Bam Bam Boom Welcome to the Smokies
Caught a shuttle from Fontana Village back to the trail around 10am. The day started off warm and sunny. The trail crosses the TVA Fontana Dam, then climbs straight up into The Great Smoky Mountain National Park. The elevation changed 1,980 feet in 5 miles. Right when the trail started to reach ridge line the weather changed from hot and sunny to cold, rainy and a thunderstorm rolled in. Walking some of the highest peaks in the Appalachian Mountains during a thunderstorm is a nerve jumping experience. The storm passed but it rained hard the rest of the day, soaking every inch of clothing, boots and pack. Had to set up camp after 7 grueling, wet miles at Birch Spring Gap to get out of the rain early. Welcome to The Smokies! The mountains are awake and alive with spring fever and gave a warning display today saying “we are extremely beautiful but we are not easy and we will kick your ass if you don’t respect us.”
I woke up in a bad mood. Nothing cheers the spirit like putting on cold, damp socks and slipping into soggy boots. The morning was foggy and a little damp but very pretty in a surreal kinda way. The spring flowers blanketed the forrest floor for miles and the sun was slowly starting to burn through the fog, changing the light constantly. I sloshed up 5 miles to Mollies Ridge Shelter, then continued on to Russell Field Shelter only 3 miles away. The shelters in The Great Smoky National Park are a lot bigger nicer than the ones previously. It is required that thru hikers stay at the shelters or the few designated campgrounds while hiking through The Smokies. The shelter was packed so I set up my tent near it.
I slept in until 9ish, it was partly cloudy with temperatures mild, a great day for hiking. It was a steady uphill to Rocky Top which is my favorite mountain so far. The view was a great, mountain vistas surround every horizon as far as you can see, it’s defiantly not a “pud” (pointless up an down)! The Smokies are the most dramatic range so far, a lot of hiking on the ridge line with spectacular views.
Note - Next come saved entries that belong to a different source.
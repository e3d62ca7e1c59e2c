use rail_shared::TrainRoute;
use serde::{Deserialize, Serialize};

/// Search criteria echoed back with every train search.
///
/// `date` is carried through untouched; routes are not filtered by it.
#[derive(Debug, Clone, Serialize, Deserialize, PartialEq, Eq)]
pub struct SearchParams {
    pub from: String,
    pub to: String,
    pub date: String,
}

#[derive(Debug, Clone, Serialize, Deserialize, PartialEq)]
#[serde(rename_all = "camelCase")]
pub struct TrainSearchResult {
    pub trains: Vec<TrainRoute>,
    pub search_params: SearchParams,
}

#[cfg(test)]
mod tests {
    use super::*;

    #[test]
    fn test_search_result_serialization() {
        let result = TrainSearchResult {
            trains: vec![],
            search_params: SearchParams {
                from: "NDLS".to_string(),
                to: "LKO".to_string(),
                date: "2025-10-04".to_string(),
            },
        };
        let value = serde_json::to_value(&result).unwrap();
        assert_eq!(value["searchParams"]["date"], "2025-10-04");
        assert!(value["trains"].as_array().unwrap().is_empty());
    }
}
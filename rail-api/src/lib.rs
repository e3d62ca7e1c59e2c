pub mod auth;
pub mod dispatcher;
pub mod error;
pub mod pnr;
pub mod search;
pub mod state;
pub mod token;

pub use dispatcher::Dispatcher;
pub use error::AppError;
pub use state::AppState;
pub use token::JwtTokenIssuer;
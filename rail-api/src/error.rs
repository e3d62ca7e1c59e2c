use rail_core::{ApiFailure, CoreError};

/// Internal failure causes, collapsed into a user-facing `ApiFailure` at the dispatcher boundary.
#[derive(Debug, thiserror::Error)]
pub enum AppError {
    #[error("invalid credentials")]
    InvalidCredentials,
    #[error("duplicate account")]
    DuplicateAccount,
    #[error("not found: {0}")]
    NotFoundError(String),
    #[error("invalid endpoint: {0}")]
    InvalidEndpoint(String),
    #[error("internal error: {0}")]
    InternalServerError(String),
}

impl From<CoreError> for AppError {
    fn from(err: CoreError) -> Self {
        match err {
            CoreError::ConflictError(_) => AppError::DuplicateAccount,
            CoreError::UnknownOperation(name) => AppError::InvalidEndpoint(name),
            other => AppError::InternalServerError(other.to_string()),
        }
    }
}

impl From<AppError> for ApiFailure {
    fn from(err: AppError) -> Self {
        let message = match err {
            AppError::InvalidCredentials => "Invalid credentials",
            AppError::DuplicateAccount => "User with this mobile or email already exists",
            AppError::NotFoundError(_) => "PNR not found",
            AppError::InvalidEndpoint(name) => {
                tracing::warn!(operation = %name, "Call to unknown endpoint");
                "Invalid endpoint"
            }
            AppError::InternalServerError(msg) => {
                tracing::error!("Internal Server Error: {}", msg);
                "Internal service error"
            }
        };
        ApiFailure::new(message)
    }
}

#[cfg(test)]
mod tests {
    use super::*;

    #[test]
    fn test_core_errors_map_to_public_messages() {
        let duplicate: ApiFailure = AppError::from(CoreError::ConflictError("x".into())).into();
        assert_eq!(duplicate.message, "User with this mobile or email already exists");

        let unknown: ApiFailure = AppError::from(CoreError::UnknownOperation("bookTicket".into())).into();
        assert_eq!(unknown.message, "Invalid endpoint");

        let overflow: ApiFailure = AppError::from(CoreError::InternalError("expiry overflow".into())).into();
        assert_eq!(overflow.message, "Internal service error");

        let identity: ApiFailure = AppError::from(CoreError::IdentityError("bad key".into())).into();
        assert_eq!(identity.message, "Internal service error");
    }
}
Satisfied and beat I stopped early at Derrick Knob Shelter, it was only a nine mile day. The shelter was already packed and the nice thing about ending the day a little early is you get to unwind and talk with fellow hikers. I over heard a hiker say “this shelter is like the U.N.” he was right, there were hikers from Ireland, Germany, somewhere else in Europe, and India. A ridge runner named Baloo was standing guard when I arrived, he was super cool and shared tons of funny stories and tips from his thru hike in 2006. A ridge runner is a person hired by the Appalachian Trail Conservancy to watch over, help out and make sure hikers are following the rules of the trail, as if there even is such things rules. I’ve only seen two ridge runners and both were in The Great Smoky Mountain National Park.
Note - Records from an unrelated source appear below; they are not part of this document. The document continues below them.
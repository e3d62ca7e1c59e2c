//! Consumer side of the mock booking API: the checks a front-end runs before it calls the
//! dispatcher, the captcha challenges, the first-visit flag, and the terminal front-end.

pub mod captcha;
pub mod cli;
pub mod forms;
pub mod frontend;
pub mod render;
pub mod visit;

pub use captcha::{CaptchaBoard, CaptchaKind};
pub use forms::{FormError, LoginForm, PnrQuery, SignupForm, TrainSearchForm};
pub use frontend::{Frontend, FrontendError};
pub use visit::VisitTracker;
use rail_shared::{Masked, PnrRecord, TrainRoute, UserAccount};
use serde::{Deserialize, Serialize};
use std::collections::HashSet;
use std::path::Path;

use crate::StoreError;

/// Dataset the store starts with.
#[derive(Debug, Clone, Serialize, Deserialize, Default)]
#[serde(rename_all = "camelCase")]
pub struct SeedData {
    #[serde(default)]
    pub users: Vec<UserAccount>,
    #[serde(default)]
    pub pnr_records: Vec<PnrRecord>,
    #[serde(default)]
    pub trains: Vec<TrainRoute>,
}

impl SeedData {
    /// The demo account, two PNRs and two routes out of New Delhi.
    pub fn builtin() -> Self {
        Self {
            users: vec![UserAccount {
                id: 1,
                username: "demo123".to_string(),
                mobile: "9876543210".to_string(),
                email: "demo@example.com".to_string(),
                password: Masked::from("Demo@123"),
                name: "Demo User".to_string(),
            }],
            pnr_records: vec![
                PnrRecord::confirmed("1234567890", "S2", "45", "12020 SHATABDI EXP"),
                PnrRecord::waitlisted("2345678901", "15", "12952 RAJDHANI EXP"),
            ],
            trains: vec![
                route("12020", "SHATABDI EXP", "NDLS", "LKO", &["CC", "EC"]),
                route("12952", "RAJDHANI EXP", "NDLS", "CSMT", &["3A", "2A", "1A"]),
            ],
        }
    }

    pub fn from_file(path: impl AsRef<Path>) -> Result<Self, StoreError> {
        let path = path.as_ref();
        let raw = std::fs::read_to_string(path).map_err(|source| StoreError::SeedIo {
            path: path.display().to_string(),
            source,
        })?;
        let seed: SeedData = serde_json::from_str(&raw).map_err(|source| StoreError::SeedFormat {
            path: path.display().to_string(),
            source,
        })?;
        seed.check_accounts().map_err(|reason| StoreError::SeedInvalid {
            path: path.display().to_string(),
            reason,
        })?;
        Ok(seed)
    }

    /// Accounts must be numbered 1..=n (new ids are `n + 1`), and handles, mobiles
    /// and emails must each be unique.
    pub fn check_accounts(&self) -> Result<(), String> {
        let count = self.users.len() as u64;
        let mut ids = HashSet::new();
        let mut usernames = HashSet::new();
        let mut mobiles = HashSet::new();
        let mut emails = HashSet::new();

        for user in &self.users {
            if user.id == 0 || user.id > count {
                return Err(format!("account id {} outside 1..={}", user.id, count));
            }
            if !ids.insert(user.id) {
                return Err(format!("duplicate account id {}", user.id));
            }
            if !usernames.insert(user.username.as_str()) {
                return Err(format!("duplicate username {}", user.username));
            }
            if !mobiles.insert(user.mobile.as_str()) {
                return Err(format!("duplicate mobile {}", user.mobile));
            }
            if !emails.insert(user.email.as_str()) {
                return Err(format!("duplicate email {}", user.email));
            }
        }
        Ok(())
    }
}

fn route(number: &str, name: &str, from: &str, to: &str, classes: &[&str]) -> TrainRoute {
    TrainRoute {
        number: number.to_string(),
        name: name.to_string(),
        from: from.to_string(),
        to: to.to_string(),
        classes: classes.iter().map(|c| c.to_string()).collect(),
    }
}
I got a good nights sleep and did not feel like waking up early.The wind was so loud, it sounded like a train as it gushed through the mountains slowly approaching the tent. The day was another partly cloudy, great for hiking kind of day. Had a few tough climbs, while making way to Clingmans Dome, the highest peak on the Appalachian Trail with elevation of 6643 feet, it’s also the second highest peak east of the Mississippi. ( highest in the east is Mt. Mitchell which is close by in the Black Mountain Range in Western North Carolina.) Clingmans started as a gradual climb then turned rocky and steep closer to the summit. The trail goes to the observation tower, which was filled with hundreds of tourists. It was strange coming straight out of the woods to hundreds of groomed people, the smell of cleanliness, cologne and perfume was strong. I was with a group of hikers and we were getting glared at, and questioned by tons of people. I’m sure we seemed like some filthy, smelly nomads walking out of the woods like from some Mad Max movie or something to some of the tourists unfamiliar with the A.T. For the most part though people were cool and curious about our journey. We sat out trying to hitch a ride for about 45 minutes, just when it seemed like a chances for a ride were slim a family filled minivan pulled over and made room to two stinky hikers. The Novetsky’s were a super cool family on vacation, they gave Chef and I a ride down to Gatlinburg, pulling over at all the overlooks to take photos. We saw a rainbow over the mountains, it was awesome. I’m zeroing in Gatlinburg, this town is a tourist zoo.